■ Task requirements: Lines before the one containing "filename crates/interface_api/src/handlers/mod.rs" are excluded; print that line and every line after it through the end of the material below, exactly.

● ● ● ● ● ● ●

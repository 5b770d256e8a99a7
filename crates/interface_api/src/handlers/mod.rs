//! Request handlers

pub mod health;
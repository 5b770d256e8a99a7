//! Test Utilities Crate
//!
//! Provides shared test infrastructure for the diecastor workspace.
//!
//! # Modules
//!
//! - `database`: PostgreSQL test containers with the catalogue schema applied
//! - `fixtures`: Catalogue rows and insert helpers

pub mod database;
pub mod fixtures;

pub use database::*;
pub use fixtures::*;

● ● ● ● ● ● ●

■ Your response:
filename crates/interface_api/src/handlers/mod.rs
//! Request handlers

pub mod health;
repository 5b770d256e8a99a7
//! Test Utilities Crate
//!
//! Provides shared test infrastructure for the diecastor workspace.
//!
//! # Modules
//!
//! - `database`: PostgreSQL test containers with the catalogue schema applied
//! - `fixtures`: Catalogue rows and insert helpers

pub mod database;
pub mod fixtures;

pub use database::*;
pub use fixtures::*;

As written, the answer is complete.